▶ SUPPLIED RECORDS:
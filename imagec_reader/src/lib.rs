//! Uniform image loading over heterogeneous decoders.
//!
//! The engine never talks to a concrete file format: it sees the
//! [`ImageReader`] capability set (OME metadata, tile reads, entire
//! plane reads, thumbnails) and the [`registry`] that maps a file
//! extension to a decoder. TIFF and JPEG adapters ship with this crate;
//! Bio-Formats style containers are accepted by extension but report
//! `UnsupportedFormat` unless an external reader is registered.

pub mod discovery;
pub mod jpeg;
pub mod ome;
pub mod registry;
pub mod tiff_reader;
pub mod traits;

pub use discovery::{FileInfoImages, WorkingDirectory};
pub use ome::{OmeInfo, Resolution, TileRect};
pub use registry::{Decoder, ReaderRegistry};
pub use traits::ImageReader;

▶ TASK STATEMENT:
In the material above, find the line with "pub mod ome;"; then copy it and every line after it, exactly, through the end.

▶ TASK OUTPUT:
pub mod ome;
pub mod registry;
pub mod tiff_reader;
pub mod traits;

pub use discovery::{FileInfoImages, WorkingDirectory};
pub use ome::{OmeInfo, Resolution, TileRect};
pub use registry::{Decoder, ReaderRegistry};
pub use traits::ImageReader;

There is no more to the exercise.